— Entries supplied —
//! Welcome screen: profile heading, intro text, suggested questions.

use ratatui::Frame;
use ratatui::layout::{Alignment, Rect};
use ratatui::style::{Modifier, Style};
use ratatui::text::{Line, Span};
use ratatui::widgets::Paragraph;

use super::super::app::App;
use super::super::text::{plain_to_lines, truncate_with_ellipsis};

/// Max width of the centered welcome column.
const WELCOME_WIDTH: u16 = 72;

pub(crate) fn draw_welcome(f: &mut Frame, app: &mut App, area: Rect) {
    let palette = app.palette();
    let info = app.info();
    let width = WELCOME_WIDTH.min(area.width);
    let column = Rect {
        x: area.x + area.width.saturating_sub(width) / 2,
        y: area.y,
        width,
        height: area.height,
    };
    let text_width = width as usize;

    let mut lines: Vec<Line<'static>> = vec![
        Line::default(),
        Line::from(Span::styled(
            info.welcome_heading.clone(),
            Style::default()
                .fg(palette.strong)
                .add_modifier(Modifier::BOLD),
        )),
        Line::default(),
    ];
    lines.extend(plain_to_lines(
        &info.welcome_text,
        text_width,
        Style::default().fg(palette.text),
    ));
    lines.push(Line::default());
    lines.push(Line::from(Span::styled(
        "Try asking (Tab to choose, Enter to send):",
        Style::default().fg(palette.muted),
    )));
    lines.push(Line::default());

    for (i, question) in info.questions.iter().enumerate() {
        let label = truncate_with_ellipsis(question, text_width.saturating_sub(4));
        let line = if i == app.selected_suggestion {
            Line::from(vec![
                Span::styled("▸ ", Style::default().fg(palette.accent)),
                Span::styled(
                    format!(" {} ", label),
                    Style::default().fg(palette.selected_fg).bg(palette.accent),
                ),
            ])
        } else {
            Line::from(vec![
                Span::raw("  "),
                Span::styled(format!(" {} ", label), Style::default().fg(palette.muted)),
            ])
        };
        lines.push(line);
    }

    f.render_widget(Paragraph::new(lines).alignment(Alignment::Left), column);
}
mod common;

use anyhow::Result;
use common::ModelBuilder;
use t2o::source::Model;
use t2o::{convert_model, ConvertOptions, Graph};

/// `x` feeds two reshapes: `x -> Reshape -> z1` and `x -> Reshape -> z2`.
fn shared_input() -> Model {
    let mut b = ModelBuilder::new();
    let x = b.activation("x", &[1, 2, 3, 4]);
    let s1 = b.const_i32("s1", &[4], &[1, 3, 4, 2]);
    let z1 = b.activation("z1", &[1, 3, 4, 2]);
    let s2 = b.const_i32("s2", &[2], &[1, 24]);
    let z2 = b.activation("z2", &[1, 24]);
    b.reshape(&[x, s1], z1, &[]);
    b.reshape(&[x, s2], z2, &[]);
    b.inputs(&[x]).outputs(&[z1, z2]);
    b.build()
}

#[test]
fn lookups_return_the_same_tensor() -> Result<()> {
    let model = shared_input();
    let subgraph = &model.subgraphs[0];
    let mut graph = Graph::new(&model, subgraph, true);
    graph.parse()?;

    let x = graph.registry().lookup("x").expect("x is registered");
    assert_eq!(graph.registry_mut().get(subgraph, 0, None, false)?, x);
    assert_eq!(graph.registry().len(), subgraph.tensors.len());

    let ops = graph.source_ops().to_vec();
    assert_eq!(graph.op(ops[0]).inputs()[0], x);
    assert_eq!(graph.op(ops[1]).inputs()[0], x);
    assert_eq!(graph.tensor(x).consumers(), ops.as_slice());
    assert!(graph.tensor(x).producers().is_empty());
    assert_eq!(graph.inputs(), &[x]);
    Ok(())
}

#[test]
fn consumers_of_a_tagged_tensor_share_one_transpose() -> Result<()> {
    let model = shared_input();
    let options = ConvertOptions::new().with_explicit_layout("x", "NHWC", "NCHW");
    let mut graph = Graph::new(&model, &model.subgraphs[0], true);
    graph.apply_explicit_layouts(&options.explicit_layouts)?;
    graph.parse()?;
    graph.transform()?;

    assert_eq!(graph.created_ops().len(), 1);
    let trans = graph.created_ops()[0];
    let x = graph.registry().lookup("x").expect("x is registered");
    assert_eq!(graph.tensor(x).consumers(), &[trans]);

    let ops = graph.source_ops().to_vec();
    let transposed = graph.op(trans).outputs()[0];
    assert_eq!(graph.op(ops[0]).inputs()[0], transposed);
    assert_eq!(graph.op(ops[1]).inputs()[0], transposed);
    assert_eq!(graph.tensor(transposed).consumers(), ops.as_slice());
    assert_eq!(graph.op(ops[0]).pre(), &[trans]);
    assert!(graph.op(ops[1]).pre().is_empty());

    let converted = convert_model(&model, &options)?;
    assert_eq!(
        converted.graph.op_types(),
        vec!["Transpose", "Reshape", "Reshape"]
    );
    Ok(())
}

#[test]
fn explicit_layout_on_unknown_tensor_is_rejected() {
    let model = shared_input();
    let options = ConvertOptions::new().with_explicit_layout("missing", "NHWC", "NCHW");
    let err = convert_model(&model, &options).expect_err("unknown tensor");
    assert!(matches!(err, t2o::ConvertError::UnknownTensor { ref tensor } if tensor == "missing"));
}

#[test]
fn malformed_explicit_layout_is_rejected() {
    let model = shared_input();
    let options = ConvertOptions::new().with_explicit_layout("x", "NHWC", "NCW");
    let err = convert_model(&model, &options).expect_err("rank mismatch");
    assert!(matches!(err, t2o::ConvertError::Validation { ref name, .. } if name == "x"));
}

#[test]
fn explicit_layout_must_match_tensor_rank() {
    let model = shared_input();
    let options = ConvertOptions::new().with_explicit_layout("z2", "NHWC", "NCHW");
    let err = convert_model(&model, &options).expect_err("rank-2 tensor");
    assert!(matches!(err, t2o::ConvertError::Validation { ref name, .. } if name == "z2"));
}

— Instructions for the task —
The task here is to output the line with "let transposed = graph.op(trans).outputs()[0];" and all lines after it to the end of the records above, exactly and only those.

— Response area —
    let transposed = graph.op(trans).outputs()[0];
    assert_eq!(graph.op(ops[0]).inputs()[0], transposed);
    assert_eq!(graph.op(ops[1]).inputs()[0], transposed);
    assert_eq!(graph.tensor(transposed).consumers(), ops.as_slice());
    assert_eq!(graph.op(ops[0]).pre(), &[trans]);
    assert!(graph.op(ops[1]).pre().is_empty());

    let converted = convert_model(&model, &options)?;
    assert_eq!(
        converted.graph.op_types(),
        vec!["Transpose", "Reshape", "Reshape"]
    );
    Ok(())
}

#[test]
fn explicit_layout_on_unknown_tensor_is_rejected() {
    let model = shared_input();
    let options = ConvertOptions::new().with_explicit_layout("missing", "NHWC", "NCHW");
    let err = convert_model(&model, &options).expect_err("unknown tensor");
    assert!(matches!(err, t2o::ConvertError::UnknownTensor { ref tensor } if tensor == "missing"));
}

#[test]
fn malformed_explicit_layout_is_rejected() {
    let model = shared_input();
    let options = ConvertOptions::new().with_explicit_layout("x", "NHWC", "NCW");
    let err = convert_model(&model, &options).expect_err("rank mismatch");
    assert!(matches!(err, t2o::ConvertError::Validation { ref name, .. } if name == "x"));
}

#[test]
fn explicit_layout_must_match_tensor_rank() {
    let model = shared_input();
    let options = ConvertOptions::new().with_explicit_layout("z2", "NHWC", "NCHW");
    let err = convert_model(&model, &options).expect_err("rank-2 tensor");
    assert!(matches!(err, t2o::ConvertError::Validation { ref name, .. } if name == "z2"));
}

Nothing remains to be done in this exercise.